=== Data for review ===

┏━━

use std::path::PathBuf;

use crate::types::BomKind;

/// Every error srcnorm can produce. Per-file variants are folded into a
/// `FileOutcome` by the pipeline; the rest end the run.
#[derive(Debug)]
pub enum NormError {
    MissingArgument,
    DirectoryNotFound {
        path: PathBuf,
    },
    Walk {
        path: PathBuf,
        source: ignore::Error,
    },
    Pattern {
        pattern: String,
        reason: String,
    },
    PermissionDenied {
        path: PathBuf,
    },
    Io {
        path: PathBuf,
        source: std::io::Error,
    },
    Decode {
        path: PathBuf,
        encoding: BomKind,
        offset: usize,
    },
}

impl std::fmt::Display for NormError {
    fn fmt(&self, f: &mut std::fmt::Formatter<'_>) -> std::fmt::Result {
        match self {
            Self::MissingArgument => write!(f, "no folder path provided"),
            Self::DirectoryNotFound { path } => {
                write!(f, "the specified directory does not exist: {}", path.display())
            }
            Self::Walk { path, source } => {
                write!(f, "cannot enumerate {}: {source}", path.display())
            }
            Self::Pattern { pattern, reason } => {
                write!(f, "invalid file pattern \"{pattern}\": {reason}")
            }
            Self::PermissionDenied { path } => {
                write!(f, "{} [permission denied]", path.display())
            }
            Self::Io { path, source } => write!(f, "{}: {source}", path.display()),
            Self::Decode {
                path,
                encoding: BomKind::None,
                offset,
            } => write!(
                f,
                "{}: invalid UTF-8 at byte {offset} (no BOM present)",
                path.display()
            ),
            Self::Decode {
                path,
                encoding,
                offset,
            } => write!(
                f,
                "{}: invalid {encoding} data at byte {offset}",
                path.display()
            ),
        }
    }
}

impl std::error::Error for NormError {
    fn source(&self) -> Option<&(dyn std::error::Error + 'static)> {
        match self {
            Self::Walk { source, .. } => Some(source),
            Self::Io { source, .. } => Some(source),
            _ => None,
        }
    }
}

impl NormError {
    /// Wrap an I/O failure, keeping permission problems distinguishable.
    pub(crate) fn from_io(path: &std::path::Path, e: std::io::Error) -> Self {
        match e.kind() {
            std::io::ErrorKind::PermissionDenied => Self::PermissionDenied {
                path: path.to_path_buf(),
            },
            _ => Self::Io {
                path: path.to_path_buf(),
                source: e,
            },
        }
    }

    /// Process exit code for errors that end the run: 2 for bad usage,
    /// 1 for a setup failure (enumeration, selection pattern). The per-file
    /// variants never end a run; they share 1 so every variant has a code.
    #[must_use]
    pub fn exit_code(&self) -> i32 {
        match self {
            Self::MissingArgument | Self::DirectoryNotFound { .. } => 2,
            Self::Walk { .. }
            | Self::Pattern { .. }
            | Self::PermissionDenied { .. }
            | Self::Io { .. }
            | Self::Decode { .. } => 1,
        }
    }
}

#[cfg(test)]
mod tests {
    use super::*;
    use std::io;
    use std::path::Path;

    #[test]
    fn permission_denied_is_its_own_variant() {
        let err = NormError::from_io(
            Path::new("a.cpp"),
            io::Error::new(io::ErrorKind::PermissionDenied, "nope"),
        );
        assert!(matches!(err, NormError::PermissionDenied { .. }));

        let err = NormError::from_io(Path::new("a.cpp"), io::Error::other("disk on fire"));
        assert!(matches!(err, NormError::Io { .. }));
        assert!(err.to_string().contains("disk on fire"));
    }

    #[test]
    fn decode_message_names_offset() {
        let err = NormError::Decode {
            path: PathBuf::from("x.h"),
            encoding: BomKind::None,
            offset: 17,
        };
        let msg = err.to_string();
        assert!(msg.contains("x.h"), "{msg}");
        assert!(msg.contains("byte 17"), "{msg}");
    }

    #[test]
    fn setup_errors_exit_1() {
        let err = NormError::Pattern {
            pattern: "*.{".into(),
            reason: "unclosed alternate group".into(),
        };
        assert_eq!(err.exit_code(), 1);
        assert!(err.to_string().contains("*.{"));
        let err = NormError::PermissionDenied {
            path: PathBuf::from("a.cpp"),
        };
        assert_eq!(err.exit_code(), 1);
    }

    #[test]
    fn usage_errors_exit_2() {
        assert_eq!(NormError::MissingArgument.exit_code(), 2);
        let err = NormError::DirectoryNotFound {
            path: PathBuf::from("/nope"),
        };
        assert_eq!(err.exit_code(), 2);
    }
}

┗━━
┏━━

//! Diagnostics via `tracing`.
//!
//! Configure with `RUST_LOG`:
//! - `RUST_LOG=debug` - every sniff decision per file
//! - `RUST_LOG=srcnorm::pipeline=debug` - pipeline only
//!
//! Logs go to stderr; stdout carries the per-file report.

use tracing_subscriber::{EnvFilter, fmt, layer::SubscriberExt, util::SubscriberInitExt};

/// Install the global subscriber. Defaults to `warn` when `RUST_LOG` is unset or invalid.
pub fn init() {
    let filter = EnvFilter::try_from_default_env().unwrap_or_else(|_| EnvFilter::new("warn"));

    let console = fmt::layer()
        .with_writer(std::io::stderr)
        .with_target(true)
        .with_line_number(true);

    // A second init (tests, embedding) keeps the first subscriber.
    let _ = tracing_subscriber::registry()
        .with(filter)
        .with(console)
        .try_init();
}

┗━━
┏━━

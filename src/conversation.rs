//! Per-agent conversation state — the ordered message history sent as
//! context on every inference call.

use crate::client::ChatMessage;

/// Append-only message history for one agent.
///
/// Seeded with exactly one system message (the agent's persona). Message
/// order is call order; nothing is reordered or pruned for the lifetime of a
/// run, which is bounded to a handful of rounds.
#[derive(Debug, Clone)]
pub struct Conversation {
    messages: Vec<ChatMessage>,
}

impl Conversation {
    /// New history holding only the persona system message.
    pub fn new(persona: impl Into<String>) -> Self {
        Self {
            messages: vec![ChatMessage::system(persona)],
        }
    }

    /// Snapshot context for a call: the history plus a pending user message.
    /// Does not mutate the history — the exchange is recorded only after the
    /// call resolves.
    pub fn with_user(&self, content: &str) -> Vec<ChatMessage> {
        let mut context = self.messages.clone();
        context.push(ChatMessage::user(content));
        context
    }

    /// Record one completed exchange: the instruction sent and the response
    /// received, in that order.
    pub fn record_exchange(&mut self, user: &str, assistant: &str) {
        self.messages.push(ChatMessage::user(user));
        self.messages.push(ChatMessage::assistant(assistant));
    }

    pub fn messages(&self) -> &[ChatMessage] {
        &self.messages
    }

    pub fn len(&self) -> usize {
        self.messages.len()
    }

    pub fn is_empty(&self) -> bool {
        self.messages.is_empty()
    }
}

┗━━

=== Requirement ===
Which lines of the data include "history"? Copy each of them.

=== Reply to the task ===
//! Per-agent conversation state — the ordered message history sent as
/// Append-only message history for one agent.
    /// New history holding only the persona system message.
    /// Snapshot context for a call: the history plus a pending user message.
    /// Does not mutate the history — the exchange is recorded only after the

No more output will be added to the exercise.